Exercise directions>
Report every line of the records below that contains the word "info".

Entries taken from a collection>
# # #
use std::path::PathBuf;
use std::sync::Arc;
use std::time::Duration;

use clap::Parser;
use serde_json::json;
use tether_arbiter::{Arbitration, InstanceState};
use tether_client::{
    BlobStore, Client, ClientConfig, ClientError, ClientUpdate, Envelope, MemoryBackend,
    ReadFileRequest, SqliteBlobStore,
};
use tether_transport::native::BroadcastHub;
use tether_transport::storage::StorageArea;
use tether_transport::{Channel, ContextKind, Platform};
use tracing::{error, info, warn};

#[derive(Parser)]
#[command(author, version, about, long_about = None)]
struct Cli {
    /// Path to configuration file
    #[arg(long, short, env = "TETHER_SIM_CONFIG")]
    config: Option<PathBuf>,
    /// Number of simulated tabs
    #[arg(long, short, env = "TETHER_SIM_TABS", default_value_t = 3)]
    tabs: usize,
    /// Zero-based indexes of tabs that run as background instances
    #[arg(long, value_delimiter = ',')]
    background: Vec<usize>,
    /// Force a transport (native, store, storage)
    #[arg(long, env = "TETHER_SIM_TRANSPORT")]
    transport: Option<String>,
    /// Delay between tab launches in milliseconds
    #[arg(long, default_value_t = 500)]
    stagger_ms: u64,
    /// How long the last tab runs before everything closes, in milliseconds
    #[arg(long, default_value_t = 1000)]
    linger_ms: u64,
    /// Install a channel in place of the shared hub; native probing then fails
    #[arg(long)]
    replace_hub: bool,
}

struct Tab {
    index: usize,
    client: Arc<Client>,
    backend: Arc<MemoryBackend>,
    run: tokio::task::JoinHandle<Result<Arbitration, ClientError>>,
}

/// Shared capabilities every simulated tab sees.
struct Browser {
    hub: Arc<BroadcastHub>,
    storage: Arc<StorageArea>,
    store_path: PathBuf,
    blobs: Arc<dyn BlobStore>,
}

impl Browser {
    fn platform(&self, background: bool) -> Platform {
        let context = if background {
            ContextKind::Background
        } else {
            ContextKind::Window
        };
        Platform::window()
            .with_context(context)
            .with_native(Arc::clone(&self.hub))
            .with_store_path(self.store_path.clone())
            .with_storage(self.storage.document())
    }
}

fn launch(
    browser: &Browser,
    config: &ClientConfig,
    index: usize,
    background: bool,
) -> Result<Tab, ClientError> {
    let mut options = config.client_options()?;
    options.arbiter.is_background = background;

    let (backend, responses) = MemoryBackend::new();
    backend.add_local_file(
        index as i64,
        &format!("/tabs/{index}/file"),
        format!("tab {index} payload").into_bytes(),
    );
    let client = Arc::new(Client::new(
        &browser.platform(background),
        backend.clone(),
        responses,
        Arc::clone(&browser.blobs),
        options,
    )?);

    let mut updates = client.subscribe();
    tokio::spawn(async move {
        while let Ok(update) = updates.recv().await {
            match update {
                ClientUpdate::State(state) => info!(tab = index, %state, "state changed"),
                ClientUpdate::Backend(envelope) => {
                    info!(tab = index, kind = envelope.type_name(), "backend update")
                }
            }
        }
    });

    let runner = Arc::clone(&client);
    let run = tokio::spawn(async move { runner.run().await });
    info!(tab = index, uid = %client.uid(), background, "tab opened");
    Ok(Tab {
        index,
        client,
        backend,
        run,
    })
}

async fn exercise(tab: &Tab) {
    if tab.client.state() != InstanceState::Active {
        return;
    }
    match tab
        .client
        .send(Envelope::new("getMe").with("@extra", json!({ "tab": tab.index })))
        .await
    {
        Ok(response) => info!(tab = tab.index, kind = response.type_name(), "call answered"),
        Err(err) => warn!(tab = tab.index, "call failed: {err}"),
    }

    let file_id = tab.index as i64;
    tab.backend.emit(Envelope::new("updateFile").with(
        "file",
        json!({
            "id": file_id,
            "size": 64,
            "local": { "path": format!("/tabs/{}/file", tab.index), "is_downloading_active": true }
        }),
    ));
    tokio::time::sleep(Duration::from_millis(20)).await;
    match tab.client.read_file(&ReadFileRequest::range(file_id, 0, 3)).await {
        Ok(part) => info!(
            tab = tab.index,
            bytes = part.data.len(),
            origin = ?part.origin,
            "file part read"
        ),
        Err(err) => warn!(tab = tab.index, "file read failed: {err}"),
    }

    match tab.client.send(Envelope::new("getStorageStatistics")).await {
        Ok(_) => warn!(tab = tab.index, "denylisted call unexpectedly reached the backend"),
        Err(err) => info!(tab = tab.index, code = err.code(), "denylisted call refused"),
    }
}

#[tokio::main]
async fn main() {
    let filter = std::env::var("TETHER_LOG").unwrap_or_else(|_| "info".to_string());
    tracing_subscriber::fmt().with_env_filter(filter).init();

    let cli = Cli::parse();

    let mut config = match ClientConfig::load(cli.config.clone()) {
        Ok(config) => config,
        Err(err) => {
            error!("config load failed: {err}");
            std::process::exit(1);
        }
    };
    if cli.transport.is_some() {
        config.transport = cli.transport.clone();
    }

    let scratch = match tempfile::tempdir() {
        Ok(dir) => dir,
        Err(err) => {
            error!("scratch dir unavailable: {err}");
            std::process::exit(1);
        }
    };
    let store_path = config
        .store_path
        .clone()
        .unwrap_or_else(|| scratch.path().join("channels.db"));
    let blobs = match &config.blob_store_path {
        Some(path) => SqliteBlobStore::open(path),
        None => SqliteBlobStore::in_memory(),
    };
    let blobs: Arc<dyn BlobStore> = match blobs {
        Ok(store) => Arc::new(store),
        Err(err) => {
            error!("blob store open failed: {err}");
            std::process::exit(1);
        }
    };

    let browser = Browser {
        hub: BroadcastHub::new(),
        storage: StorageArea::new(),
        store_path,
        blobs,
    };
    if cli.replace_hub {
        if let Err(err) = Channel::install_as_primitive(&browser.hub) {
            error!("hub replacement failed: {err}");
            std::process::exit(1);
        }
    }

    let mut tabs = Vec::with_capacity(cli.tabs);
    for index in 0..cli.tabs {
        if index > 0 {
            tokio::time::sleep(Duration::from_millis(cli.stagger_ms)).await;
        }
        match launch(&browser, &config, index, cli.background.contains(&index)) {
            Ok(tab) => tabs.push(tab),
            Err(err) => {
                error!(tab = index, "tab failed to open: {err}");
                std::process::exit(1);
            }
        }
    }

    tokio::time::sleep(Duration::from_millis(cli.linger_ms)).await;

    for tab in &mut tabs {
        match (&mut tab.run).await {
            Ok(Ok(outcome)) => info!(tab = tab.index, ?outcome, "arbitration settled"),
            Ok(Err(err)) => warn!(tab = tab.index, "arbitration failed: {err}"),
            Err(err) => warn!(tab = tab.index, "run task failed: {err}"),
        }
        exercise(tab).await;
    }

    let active: Vec<usize> = tabs
        .iter()
        .filter(|tab| tab.client.state() == InstanceState::Active)
        .map(|tab| tab.index)
        .collect();
    for tab in &tabs {
        println!(
            "tab {} uid={} state={} backend={:?}",
            tab.index,
            tab.client.uid(),
            tab.client.state(),
            tab.backend.posted_types()
        );
    }
    match active.as_slice() {
        [index] => println!("active tab: {index}"),
        [] => println!("no active tab"),
        many => warn!(?many, "more than one active tab"),
    }

    for tab in &tabs {
        tab.client.close().await;
    }
}
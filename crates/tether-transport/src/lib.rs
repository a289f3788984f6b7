//! Cross-context message transports for tether.
//!
//! A [`channel::Channel`] picks one [`adapter::ChannelTransport`] variant by
//! probing the [`platform::Platform`] and exposes lazy publish/subscribe on
//! top of it.

pub mod adapter;
pub mod channel;
pub mod error;
pub mod native;
pub mod platform;
pub mod storage;
pub mod store;

pub use adapter::{ChannelTransport, MessageSink, TransportKind, TransportStats};
pub use channel::{Channel, ChannelOptions, ListenerId, MessageHandler};
pub use error::TransportError;
pub use platform::{ContextKind, Platform};
use std::collections::HashMap;
use std::sync::atomic::{AtomicBool, AtomicU64, Ordering};
use std::sync::{Arc, Mutex};
use std::time::Duration;

use tether_core::{ChannelMessage, MicroClock};
use tokio::runtime::Handle;
use tokio::sync::mpsc;
use tokio::task::JoinHandle;
use tracing::debug;

use crate::adapter::{ChannelTransport, MessageSink, StatsCounters, TransportKind, TransportStats};
use crate::error::TransportError;
use crate::platform::Platform;

/// Platform-level publish/subscribe primitive scoped by channel name.
///
/// Every port receives the messages posted by the *other* ports opened under
/// the same name, in posting order.
#[derive(Debug, Default)]
pub struct BroadcastHub {
    ports: Mutex<HashMap<String, Vec<PortEntry>>>,
    next_port: AtomicU64,
    channel_marker: AtomicBool,
}

#[derive(Debug)]
struct PortEntry {
    id: u64,
    tx: mpsc::UnboundedSender<ChannelMessage>,
}

impl BroadcastHub {
    pub fn new() -> Arc<Self> {
        Arc::new(Self::default())
    }

    /// Opens a new port on `name`.
    pub fn open(self: &Arc<Self>, name: &str) -> NativePort {
        let id = self.next_port.fetch_add(1, Ordering::Relaxed);
        let (tx, rx) = mpsc::unbounded_channel();
        self.lock_ports()
            .entry(name.to_string())
            .or_default()
            .push(PortEntry { id, tx });
        NativePort {
            hub: Arc::clone(self),
            name: name.to_string(),
            id,
            inbox: Mutex::new(Some(rx)),
        }
    }

    /// Number of open ports on `name`.
    pub fn port_count(&self, name: &str) -> usize {
        self.lock_ports().get(name).map_or(0, Vec::len)
    }

    /// Stamps the marker a channel leaves when it is installed as this
    /// platform primitive. A marked hub refuses to back a native transport,
    /// and a second stamp is a collision.
    pub fn install_channel_marker(&self) -> Result<(), TransportError> {
        if self.channel_marker.swap(true, Ordering::SeqCst) {
            return Err(TransportError::MarkerCollision);
        }
        Ok(())
    }

    pub fn has_channel_marker(&self) -> bool {
        self.channel_marker.load(Ordering::SeqCst)
    }

    fn broadcast(&self, name: &str, from: u64, message: &ChannelMessage) -> usize {
        let ports = self.lock_ports();
        let Some(entries) = ports.get(name) else {
            return 0;
        };
        entries
            .iter()
            .filter(|entry| entry.id != from)
            .filter(|entry| entry.tx.send(message.clone()).is_ok())
            .count()
    }

    fn detach(&self, name: &str, id: u64) {
        let mut ports = self.lock_ports();
        if let Some(entries) = ports.get_mut(name) {
            entries.retain(|entry| entry.id != id);
            if entries.is_empty() {
                ports.remove(name);
            }
        }
    }

    fn lock_ports(&self) -> std::sync::MutexGuard<'_, HashMap<String, Vec<PortEntry>>> {
        self.ports.lock().unwrap_or_else(|p| p.into_inner())
    }
}

/// One endpoint of a [`BroadcastHub`] channel.
#[derive(Debug)]
pub struct NativePort {
    hub: Arc<BroadcastHub>,
    name: String,
    id: u64,
    inbox: Mutex<Option<mpsc::UnboundedReceiver<ChannelMessage>>>,
}

impl NativePort {
    /// Posts to every other port; returns how many ports accepted it.
    pub fn post(&self, message: &ChannelMessage) -> usize {
        self.hub.broadcast(&self.name, self.id, message)
    }

    /// Takes the receiving half; only the first call returns `Some`.
    pub fn take_inbox(&self) -> Option<mpsc::UnboundedReceiver<ChannelMessage>> {
        self.inbox.lock().unwrap_or_else(|p| p.into_inner()).take()
    }
}

impl Drop for NativePort {
    fn drop(&mut self) {
        self.hub.detach(&self.name, self.id);
    }
}

/// Whether the native variant can back a channel on `platform`.
pub fn can_be_used(platform: &Platform) -> Result<bool, TransportError> {
    match &platform.native {
        None => Ok(false),
        Some(hub) if hub.has_channel_marker() => Err(TransportError::MarkerCollision),
        Some(_) => Ok(true),
    }
}

pub fn average_response_time() -> Duration {
    Duration::from_millis(150)
}

#[derive(Default)]
struct NativeShared {
    sink: Mutex<Option<(MessageSink, u64)>>,
    stats: StatsCounters,
}

/// Thin pass-through to the platform [`BroadcastHub`].
pub struct NativeTransport {
    port: NativePort,
    micro: MicroClock,
    shared: Arc<NativeShared>,
    pump: Mutex<Option<JoinHandle<()>>>,
}

impl NativeTransport {
    pub fn create(channel_name: &str, platform: &Platform) -> Result<Self, TransportError> {
        if !can_be_used(platform)? {
            return Err(TransportError::Unavailable(TransportKind::Native));
        }
        let Some(hub) = platform.native.as_ref() else {
            return Err(TransportError::Unavailable(TransportKind::Native));
        };
        let runtime =
            Handle::try_current().map_err(|_| TransportError::NoRuntime(TransportKind::Native))?;

        let port = hub.open(channel_name);
        let mut inbox = port
            .take_inbox()
            .ok_or(TransportError::Unavailable(TransportKind::Native))?;
        let shared = Arc::new(NativeShared::default());

        let pump_shared = Arc::clone(&shared);
        let pump = runtime.spawn(async move {
            while let Some(message) = inbox.recv().await {
                let current = pump_shared
                    .sink
                    .lock()
                    .unwrap_or_else(|p| p.into_inner())
                    .clone();
                let Some((sink, since)) = current else {
                    continue;
                };
                if message.time < since {
                    StatsCounters::bump(&pump_shared.stats.dropped_stale);
                    continue;
                }
                StatsCounters::bump(&pump_shared.stats.delivered);
                sink(message);
            }
        });

        debug!(channel = channel_name, "native transport opened");
        Ok(Self {
            port,
            micro: MicroClock::new(Arc::clone(&platform.clock)),
            shared,
            pump: Mutex::new(Some(pump)),
        })
    }
}

impl ChannelTransport for NativeTransport {
    fn kind(&self) -> TransportKind {
        TransportKind::Native
    }

    fn post_message(&self, message: &ChannelMessage) -> Result<(), TransportError> {
        self.port.post(message);
        StatsCounters::bump(&self.shared.stats.posted);
        Ok(())
    }

    fn on_message(&self, sink: Option<MessageSink>, since_time: u64) {
        *self.shared.sink.lock().unwrap_or_else(|p| p.into_inner()) =
            sink.map(|sink| (sink, since_time));
    }

    fn close(&self) {
        self.on_message(None, 0);
        if let Some(pump) = self.pump.lock().unwrap_or_else(|p| p.into_inner()).take() {
            pump.abort();
        }
        self.port.hub.detach(&self.port.name, self.port.id);
    }

    fn micro_seconds(&self) -> u64 {
        self.micro.micro_seconds()
    }

    fn stats(&self) -> TransportStats {
        self.shared.stats.snapshot()
    }
}

impl Drop for NativeTransport {
    fn drop(&mut self) {
        if let Some(pump) = self.pump.lock().unwrap_or_else(|p| p.into_inner()).take() {
            pump.abort();
        }
    }
}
# # #
Task solution>
use tracing::{error, info, warn};
                ClientUpdate::State(state) => info!(tab = index, %state, "state changed"),
                    info!(tab = index, kind = envelope.type_name(), "backend update")
    info!(tab = index, uid = %client.uid(), background, "tab opened");
        Ok(response) => info!(tab = tab.index, kind = response.type_name(), "call answered"),
        Ok(part) => info!(
        Err(err) => info!(tab = tab.index, code = err.code(), "denylisted call refused"),
    let filter = std::env::var("TETHER_LOG").unwrap_or_else(|_| "info".to_string());
            Ok(Ok(outcome)) => info!(tab = tab.index, ?outcome, "arbitration settled"),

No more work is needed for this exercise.